Solutions: 15 — State changes between ticks

Exercise 1 — The list bug

class Creature:
    def __init__(self, energy): self.energy = energy

import random
random.seed(0)
cs = [Creature(-1)] * 30 + [Creature(10)] * 70
random.shuffle(cs)

for c in cs:
    if c.energy <= 0:
        cs.remove(c)

remaining_starvers = sum(1 for c in cs if c.energy <= 0)
print(f"30 starvers initially → {remaining_starvers} survived after remove-during-iter")

30 starvers initially → 8 survived

The iterator advances by index. When cs.remove(c) shifts every later element down one slot, the index the iterator advances to skips the next element. So roughly every other starver is missed. The exact count depends on the shuffle (8 here, anywhere from 5-15 typical).

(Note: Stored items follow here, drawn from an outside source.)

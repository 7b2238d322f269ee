//! Structured path commands.

use crate::primitives::Point2;

/// One command of the path mini-language, with its payload resolved to
/// typed fields.
///
/// Each grammar letter maps to exactly one variant; uppercase letters
/// produce the absolute form and lowercase the relative form. Relative
/// payloads hold deltas from the current point but are stored as
/// [`Point2`] values, matching how they appear in the source text; the
/// interpreter resolves them against its threaded state.
///
/// The builder only ever emits fully-populated variants: a numeric run
/// that cannot fill a variant's payload is dropped whole.
#[derive(Debug, Clone, Copy, PartialEq)]
pub enum PathCommand<F> {
    /// `M` - start a new subpath at an absolute position.
    MoveTo(Point2<F>),
    /// `m` - start a new subpath at an offset from the current point.
    MoveToRel(Point2<F>),
    /// `L` - straight line to an absolute position.
    LineTo(Point2<F>),
    /// `l` - straight line by an offset.
    LineToRel(Point2<F>),
    /// `H` - horizontal line to an absolute x, keeping the current y.
    HorizontalTo(F),
    /// `h` - horizontal line by an x offset.
    HorizontalToRel(F),
    /// `V` - vertical line to an absolute y, keeping the current x.
    VerticalTo(F),
    /// `v` - vertical line by a y offset.
    VerticalToRel(F),
    /// `C` - cubic Bézier curve (control1, control2, end).
    CubicTo(Point2<F>, Point2<F>, Point2<F>),
    /// `c` - relative cubic Bézier curve.
    CubicToRel(Point2<F>, Point2<F>, Point2<F>),
    /// `S` - smooth cubic Bézier (control2, end); control1 is the previous
    /// cubic control point reflected through the current point.
    SmoothCubicTo(Point2<F>, Point2<F>),
    /// `s` - relative smooth cubic Bézier.
    SmoothCubicToRel(Point2<F>, Point2<F>),
    /// `Q` - quadratic Bézier curve (control, end).
    QuadraticTo(Point2<F>, Point2<F>),
    /// `q` - relative quadratic Bézier curve.
    QuadraticToRel(Point2<F>, Point2<F>),
    /// `T` - smooth quadratic Bézier (end only); the control point is the
    /// previous quadratic control point reflected through the current point.
    SmoothQuadraticTo(Point2<F>),
    /// `t` - relative smooth quadratic Bézier.
    SmoothQuadraticToRel(Point2<F>),
    /// `A` - elliptical arc to an absolute endpoint.
    ArcTo {
        /// Radius along the ellipse's x axis (before tilt).
        rx: F,
        /// Radius along the ellipse's y axis (before tilt).
        ry: F,
        /// Tilt of the ellipse's x axis, in degrees as written in the path.
        x_axis_rotation: F,
        /// Selects the longer of the two candidate arcs.
        large_arc: bool,
        /// Selects the positive-angle sweep direction.
        sweep: bool,
        /// Arc endpoint.
        end: Point2<F>,
    },
    /// `a` - elliptical arc to a relative endpoint.
    ArcToRel {
        /// Radius along the ellipse's x axis (before tilt).
        rx: F,
        /// Radius along the ellipse's y axis (before tilt).
        ry: F,
        /// Tilt of the ellipse's x axis, in degrees as written in the path.
        x_axis_rotation: F,
        /// Selects the longer of the two candidate arcs.
        large_arc: bool,
        /// Selects the positive-angle sweep direction.
        sweep: bool,
        /// Arc endpoint as an offset from the current point.
        end: Point2<F>,
    },
    /// `Z`/`z` - close the current subpath.
    ClosePath,
}

impl<F> PathCommand<F> {
    /// Returns true for the relative (lowercase) command forms.
    pub fn is_relative(&self) -> bool {
        matches!(
            self,
            PathCommand::MoveToRel(_)
                | PathCommand::LineToRel(_)
                | PathCommand::HorizontalToRel(_)
                | PathCommand::VerticalToRel(_)
                | PathCommand::CubicToRel(..)
                | PathCommand::SmoothCubicToRel(..)
                | PathCommand::QuadraticToRel(..)
                | PathCommand::SmoothQuadraticToRel(_)
                | PathCommand::ArcToRel { .. }
        )
    }
}

#[cfg(test)]
mod tests {
    use super::*;

    #[test]
    fn test_is_relative() {
        let rel: PathCommand<f64> = PathCommand::LineToRel(Point2::new(1.0, 1.0));
        let abs: PathCommand<f64> = PathCommand::LineTo(Point2::new(1.0, 1.0));
        assert!(rel.is_relative());
        assert!(!abs.is_relative());
        assert!(!PathCommand::<f64>::ClosePath.is_relative());
    }
}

The bug is silent. The simulation runs, the program terminates, the answer is wrong. Nothing complains. The fact that you have to count the survivors to detect it is precisely why the discipline of buffered mutation exists.

Exercise 2 — The dict bug

cs = {i: Creature(-1 if i < 30 else 10) for i in range(100)}

# Naive remove-during-iter
try:
    for cid, c in cs.items():
        if c.energy <= 0:
            del cs[cid]
except RuntimeError as e:
    print(f"got expected: {e}")
# RuntimeError: dictionary changed size during iteration

# Local "fix": iterate a snapshot of the keys
cs = {i: Creature(-1 if i < 30 else 10) for i in range(100)}
for cid in list(cs.keys()):                    # snapshot — O(N) allocation
    if cs[cid].energy <= 0:
        del cs[cid]
print(f"survivors: {len(cs)}")                  # 70 — correct!

The dict version crashes loudly, which is better than silently wrong, but its lesson trains the reader to apply a local fix (list(cs.keys())) without recognising the structural problem. The local fix:

Costs an O(N) allocation per tick (the snapshot).
Hides the mutation pattern; the next reviewer assumes the iteration is safe.
Doesn’t fix the underlying issue: a system reading cs while another piece of code (you, in this case) writes to it.

Both bugs are the same lesson: mutating a container while another piece of code is reading it is the bug, regardless of whether the language catches it.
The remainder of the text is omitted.